ABSTRACT & COMMENTARY
By Joseph E. Safdieh, MD
Assistant Professor of Neurology, Weill Cornell Medical College
Dr. Safdieh reports no financial relationships relevant to this field of study.
The risk of varicella-zoster virus infections in patients treated with fingolimod is slightly higher than placebo, but is overall quite low.
Arvin AM, et al. Varicella-zoster virus in patients treated with fingolimod: Risk assessment and consensus recommendations for management. JAMA Neurol 2014;Nov 24 doi:10.1001/jamaneurol.2014.3065 [Epub ahead of print].
The rapidly evolving field of novel therapies for multiple sclerosis (MS) has led to FDA approval of a number of oral therapies. Fingolimod, the first oral therapy approved for MS, sequesters certain types of T lymphocytes in the lymph nodes by modulating sphingosine 1-phosphate receptors. Fingolimod lowers lymphocyte counts by 20-30% and, therefore, does increase the risk of infections. FDA labeling for fingolimod specifically notes a death from disseminated zoster infection and states that patients should be assessed for prior varicella infection or vaccination, or have varicella-zoster virus (VZV) serum antibodies assessed prior to initiation of therapy to ensure prior immunity. Nonimmune patients should be vaccinated prior to initiation of therapy. VZV is a herpesvirus that causes varicella (chickenpox) during initial infection and shingles (herpes zoster) during reactivation. Risk factors for reactivation (shingles) increase in settings of reduced T-cell immunity, including age, HIV infection, and immunosuppression by medications.
In this study, the authors calculated the rates of VZV infection in patients with MS treated with fingolimod. The rates were derived from a number of cohorts, including the patients enrolled in the completed Phase 2 and 3 trials for fingolimod and postmarketing reports since approval in 2010. It is important to note that the clinical trial included a cohort of patients receiving 1.25 mg/day, much higher than the eventual FDA-approved dose of 0.5 mg/day. Rates of VZV were calculated in patient-years.

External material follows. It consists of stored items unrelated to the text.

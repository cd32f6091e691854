use std::collections::HashMap;
use std::time::Duration;

use serde::{Deserialize, Serialize};
use serde_json::Value;

/// Terminal, immutable artifact of one workflow run.
#[derive(Debug, Clone, Serialize, Deserialize)]
pub struct ExecutionResult {
  /// Unique execution id.
  pub execution_id: String,
  /// True iff no step failed.
  pub success: bool,
  /// Step id -> output, for every completed step.
  pub results: HashMap<String, Value>,
  /// Step id -> error message, for every failed step.
  pub errors: HashMap<String, String>,
  /// Ids of steps that completed, in completion order.
  pub executed_steps: Vec<String>,
  /// Ids of steps that failed.
  pub failed_steps: Vec<String>,
  /// Ids of steps that never ran.
  pub skipped_steps: Vec<String>,
  /// Wall-clock duration of the run.
  pub duration: Duration,
}
//! Skillflow Template
//!
//! Dotted-path template substitution for step inputs. Strings are scanned
//! for `{{ path.to.value }}` tokens and each resolvable token is replaced
//! with the value found at that path in the execution context. This is
//! deliberately not a general template language: no filters, no
//! expressions, only path lookup.
//!
//! Substitution never fails. A token whose path does not resolve (missing
//! key, non-integer array index, index out of range) is left untouched in
//! the output, so partially-resolvable inputs degrade visibly instead of
//! silently dropping data.

use std::sync::OnceLock;

use regex::Regex;
use serde_json::Value;

fn token_re() -> &'static Regex {
  static RE: OnceLock<Regex> = OnceLock::new();
  RE.get_or_init(|| Regex::new(r"\{\{\s*([^{}\s]+)\s*\}\}").expect("token pattern is valid"))
}

/// Substitute template tokens in `value` against `context`, recursively.
///
/// Arrays and objects are substituted element-/field-wise, preserving
/// structure. Non-string leaves pass through unchanged.
pub fn substitute(value: &Value, context: &Value) -> Value {
  match value {
    Value::String(s) => Value::String(substitute_str(s, context)),
    Value::Array(items) => Value::Array(items.iter().map(|v| substitute(v, context)).collect()),
    Value::Object(fields) => Value::Object(
      fields
        .iter()
        .map(|(k, v)| (k.clone(), substitute(v, context)))
        .collect(),
    ),
    other => other.clone(),
  }
}

/// Substitute every resolvable token in a single string.
pub fn substitute_str(input: &str, context: &Value) -> String {
  let re = token_re();
  let mut out = String::with_capacity(input.len());
  let mut last = 0;

  for caps in re.captures_iter(input) {
    let full = caps.get(0).expect("match group 0 always present");
    let path = caps.get(1).expect("token pattern has one capture").as_str();
    out.push_str(&input[last..full.start()]);
    match resolve_path(context, path) {
      Some(value) => out.push_str(&render(value)),
      // Unresolvable: keep the original token text.
      None => out.push_str(full.as_str()),
    }
    last = full.end();
  }
  out.push_str(&input[last..]);
  out
}

/// Walk a dotted path against a context value.
///
/// Objects are indexed by key, arrays by parsed integer index.
pub fn resolve_path<'a>(context: &'a Value, path: &str) -> Option<&'a Value> {
  let mut current = context;
  for segment in path.split('.') {
    current = match current {
      Value::Object(map) => map.get(segment)?,
      Value::Array(items) => items.get(segment.parse::<usize>().ok()?)?,
      _ => return None,
    };
  }
  Some(current)
}

/// Textual form of a resolved value.
///
/// Scalars are stringified (strings without quotes); compound values are
/// serialized to their canonical JSON form.
fn render(value: &Value) -> String {
  match value {
    Value::String(s) => s.clone(),
    other => other.to_string(),
  }
}
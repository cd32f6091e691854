use std::collections::HashSet;
use std::time::Duration;

use serde::{Deserialize, Serialize};
use skillflow_config::{OnFailure, RetryDef, WorkflowDef};

use crate::graph::Graph;

/// A validated workflow ready for execution.
#[derive(Debug, Clone, PartialEq, Serialize, Deserialize)]
pub struct Workflow {
  pub name: String,
  pub version: String,
  #[serde(skip_serializing_if = "Option::is_none")]
  pub description: Option<String>,
  pub steps: Vec<WorkflowStep>,
}

/// A single step of a validated workflow.
#[derive(Debug, Clone, PartialEq, Serialize, Deserialize)]
pub struct WorkflowStep {
  pub id: String,
  pub skill: String,
  pub input: serde_json::Value,
  #[serde(default)]
  pub depends_on: Vec<String>,
  #[serde(skip_serializing_if = "Option::is_none")]
  pub timeout_ms: Option<u64>,
  #[serde(skip_serializing_if = "Option::is_none")]
  pub retry: Option<RetryDef>,
  #[serde(default)]
  pub on_failure: OnFailure,
}

impl WorkflowStep {
  /// Step timeout as a duration, if declared.
  pub fn timeout(&self) -> Option<Duration> {
    self.timeout_ms.map(Duration::from_millis)
  }
}

impl Workflow {
  /// Build a workflow from a parsed definition.
  ///
  /// The definition is assumed to have passed `WorkflowDef::from_value`, so
  /// every step carries an id. Structural validation is a separate pass via
  /// [`Workflow::validate`].
  pub fn from_def(def: WorkflowDef) -> Self {
    let steps = def
      .steps
      .into_iter()
      .enumerate()
      .map(|(index, step)| WorkflowStep {
        id: step.id.unwrap_or_else(|| format!("step_{}", index)),
        skill: step.skill,
        input: step.input,
        depends_on: step.depends_on,
        timeout_ms: step.timeout_ms,
        retry: step.retry,
        on_failure: step.on_failure,
      })
      .collect();

    Self {
      name: def.name,
      version: def.version,
      description: def.description,
      steps,
    }
  }

  /// Build the dependency graph for traversal.
  pub fn graph(&self) -> Graph {
    Graph::new(&self.steps)
  }

  /// Look up a step by id.
  pub fn get_step(&self, step_id: &str) -> Option<&WorkflowStep> {
    self.steps.iter().find(|s| s.id == step_id)
  }

  /// Steps that are ready to run: not yet completed or failed, with every
  /// dependency present in `completed`.
  ///
  /// Dependents of failed steps are not excluded here; the scheduler decides
  /// whether they are skipped or left to deadlock detection.
  pub fn next_steps(
    &self,
    completed: &HashSet<String>,
    failed: &HashSet<String>,
  ) -> Vec<String> {
    self
      .steps
      .iter()
      .filter(|s| !completed.contains(&s.id) && !failed.contains(&s.id))
      .filter(|s| s.depends_on.iter().all(|dep| completed.contains(dep)))
      .map(|s| s.id.clone())
      .collect()
  }
}
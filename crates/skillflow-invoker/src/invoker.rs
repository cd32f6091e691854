use std::collections::HashMap;
use std::sync::Arc;

use async_trait::async_trait;
use serde_json::Value;

use crate::error::SkillError;

/// The external skill-invocation contract.
///
/// Implementations resolve the named skill and run it against the given
/// input. The engine has no knowledge of how a skill is implemented; it
/// only needs this single call to succeed or fail.
#[async_trait]
pub trait SkillInvoker: Send + Sync {
  async fn invoke(&self, skill: &str, input: &Value) -> Result<Value, SkillError>;
}

/// Handler function for an in-process skill.
pub type SkillHandler = Arc<dyn Fn(&Value) -> Result<Value, String> + Send + Sync>;

/// A minimal in-process invoker backed by a map of handler functions.
///
/// Used by the CLI and tests as a stand-in for an out-of-process skill host.
#[derive(Default)]
pub struct RegistryInvoker {
  handlers: HashMap<String, SkillHandler>,
}

impl RegistryInvoker {
  pub fn new() -> Self {
    Self::default()
  }

  /// Register a handler under a skill name. Replaces any existing handler.
  pub fn register<F>(&mut self, skill: impl Into<String>, handler: F)
  where
    F: Fn(&Value) -> Result<Value, String> + Send + Sync + 'static,
  {
    self.handlers.insert(skill.into(), Arc::new(handler));
  }

  /// An invoker with a single `echo` skill that returns its input.
  pub fn with_echo() -> Self {
    let mut registry = Self::new();
    registry.register("echo", |input: &Value| Ok(input.clone()));
    registry
  }
}

#[async_trait]
impl SkillInvoker for RegistryInvoker {
  async fn invoke(&self, skill: &str, input: &Value) -> Result<Value, SkillError> {
    let handler = self
      .handlers
      .get(skill)
      .ok_or_else(|| SkillError::NotFound {
        skill: skill.to_string(),
      })?;

    handler(input).map_err(|message| SkillError::Execution {
      skill: skill.to_string(),
      message,
    })
  }
}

Analysis of the data revealed that the rate of VZV infection in the fingolimod-treated patients in clinical trials was 11 per 1000 patient-years. The placebo rate was 6 per 1000 patient-years. In postmarketing data, the reported rate of VZV infection was 7 per 1000 patient-years, lower than the clinical trial patients but higher than postmarketing reports for all other disease-modifying MS therapies. Of note, two fatal cases of VZV were reported, one during the clinical trial in a patient receiving the high dose and another with standard dosing reported in postmarketing data. That patient was previously treated with natalizumab and was receiving 10 days of concomitant corticosteroid therapy. The majority of cases of VZV were uncomplicated, involving one or two dermatomes. Eight percent of cases involved more than two dermatomes. Non-cutaneous dissemination was extremely rare. Rates of serious VZV infections were not higher in fingolimod groups compared to other MS disease-modifying therapies.

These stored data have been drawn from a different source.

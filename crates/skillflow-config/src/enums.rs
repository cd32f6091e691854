use serde::{Deserialize, Serialize};

#[derive(Debug, Clone, Copy, PartialEq, Eq, Serialize, Deserialize)]
#[serde(rename_all = "snake_case")]
pub enum BackoffKind {
  Linear,
  Exponential,
}

impl Default for BackoffKind {
  fn default() -> Self {
    Self::Exponential
  }
}

#[derive(Debug, Clone, Copy, PartialEq, Eq, Serialize, Deserialize)]
#[serde(rename_all = "snake_case")]
pub enum OnFailure {
  Stop,
  Continue,
}

impl Default for OnFailure {
  fn default() -> Self {
    Self::Stop
  }
}
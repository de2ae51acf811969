mod tree;

use quickcheck::{Arbitrary, Gen};

/// An enum for the various kinds of "things" to do to
/// binary search trees in a quicktest.
#[derive(Copy, Clone, Debug)]
pub enum Op<T> {
    /// Insert the T into the data structure
    Insert(T),
    /// Remove the T from the data structure
    Remove(T),
    /// Walk a cursor backwards from the end
    WalkBack,
}

impl<T> Arbitrary for Op<T>
where
    T: Arbitrary,
{
    fn arbitrary(g: &mut Gen) -> Self {
        match g.choose(&[0, 1, 2]).unwrap() {
            0 => Op::Insert(T::arbitrary(g)),
            1 => Op::Remove(T::arbitrary(g)),
            2 => Op::WalkBack,
            _ => unreachable!(),
        }
    }
}
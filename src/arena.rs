//! Slot storage for tree nodes. Nodes refer to each other by [`NodeId`] rather than by pointer so
//! that parent back-links never carry ownership and a `Tree` can be moved without fixing up any
//! links.

use std::num::NonZeroU32;

/// A handle to an occupied slot in an [`Arena`]. Zero is never a valid handle so an
/// `Option<NodeId>` costs nothing extra.
#[derive(Clone, Copy, Debug, Eq, Hash, PartialEq)]
pub(crate) struct NodeId(NonZeroU32);

impl NodeId {
    pub(crate) const MAX: usize = (u32::MAX - 1) as usize;

    fn from_index(index: usize) -> Self {
        assert!(index <= Self::MAX, "`NodeId::from_index` - index exceeds `NodeId::MAX`");
        // `index + 1` is at most `u32::MAX` and never zero.
        Self(NonZeroU32::new((index + 1) as u32).expect("index + 1 is non-zero"))
    }

    fn to_index(self) -> usize {
        (self.0.get() - 1) as usize
    }
}

/// How many times a slot has been vacated. A handle paired with the generation it was allocated
/// in names exactly one element, even after the slot is reused.
pub(crate) type Generation = u32;

#[derive(Clone, Debug)]
struct Slot<T> {
    generation: Generation,
    element: Option<T>,
}

#[derive(Clone, Debug)]
pub(crate) struct Arena<T> {
    slots: Vec<Slot<T>>,
    free: Vec<NodeId>,
}

impl<T> Default for Arena<T> {
    fn default() -> Self {
        Self::new()
    }
}

impl<T> Arena<T> {
    pub(crate) const fn new() -> Self {
        Self {
            slots: Vec::new(),
            free: Vec::new(),
        }
    }

    pub(crate) fn with_capacity(capacity: usize) -> Self {
        Self {
            slots: Vec::with_capacity(capacity),
            free: Vec::new(),
        }
    }

    /// The number of occupied slots.
    pub(crate) fn len(&self) -> usize {
        self.slots.len() - self.free.len()
    }

    pub(crate) fn alloc(&mut self, element: T) -> NodeId {
        if let Some(id) = self.free.pop() {
            self.slots[id.to_index()].element = Some(element);
            id
        } else {
            self.slots.push(Slot {
                generation: 0,
                element: Some(element),
            });
            NodeId::from_index(self.slots.len() - 1)
        }
    }

    /// The generation of the slot `id` names.
    pub(crate) fn generation(&self, id: NodeId) -> Generation {
        self.slots[id.to_index()].generation
    }

    /// Returns `true` if `id` names an occupied slot that hasn't been vacated since `generation`.
    pub(crate) fn contains(&self, id: NodeId, generation: Generation) -> bool {
        matches!(
            self.slots.get(id.to_index()),
            Some(Slot { generation: g, element: Some(_) }) if *g == generation
        )
    }

    pub(crate) fn get(&self, id: NodeId) -> &T {
        self.slots[id.to_index()]
            .element
            .as_ref()
            .expect("`Arena::get` - handle refers to a freed slot")
    }

    pub(crate) fn get_mut(&mut self, id: NodeId) -> &mut T {
        self.slots[id.to_index()]
            .element
            .as_mut()
            .expect("`Arena::get_mut` - handle refers to a freed slot")
    }

    /// Removes the element from its slot and makes the slot available for reuse.
    pub(crate) fn take(&mut self, id: NodeId) -> T {
        let slot = &mut self.slots[id.to_index()];
        let element = slot
            .element
            .take()
            .expect("`Arena::take` - handle refers to a freed slot");
        slot.generation = slot.generation.wrapping_add(1);
        self.free.push(id);
        element
    }

    /// Drops every element. Slots are kept, one generation on, so handles from before the clear
    /// never match a later element.
    pub(crate) fn clear(&mut self) {
        for slot in &mut self.slots {
            if slot.element.take().is_some() {
                slot.generation = slot.generation.wrapping_add(1);
            }
        }
        // Reversed so the lowest slots are handed out first, as for a fresh arena.
        self.free = (0..self.slots.len()).rev().map(NodeId::from_index).collect();
    }
}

Based on these results, the authors conclude that while the risk of VZV in fingolimod-treated patients is higher than placebo, the absolute numbers (11 per 1000 patient-years in the clinical trial and 7 per 1000 patient-years in postmarketing) are quite low and the vast majority of cases involved one or two dermatomes only. However, the authors do propose consensus guidelines to most effectively mitigate the risk of VZV in patients who are being considered for treatment or who are being treated with fingolimod. These include testing for VZV antibodies in patients with no clear history of varicella, vaccinating non-immune patients with varicella vaccination at least 1 month before initiating therapy, avoiding varicella vaccination during fingolimod therapy as it is a live-attenuated vaccine, limiting corticosteroid treatment for MS relapses to 3-5 days in patients receiving fingolimod, and having high vigilance for recognizing and treating zoster in patients on fingolimod therapy. Patients should be educated about signs and symptoms of shingles and told to report them to their physician if they suspect shingles. The consensus is to stop fingolimod in the setting of zoster only if disseminated and to treat VZV infections with antiviral therapy as per CDC guidelines.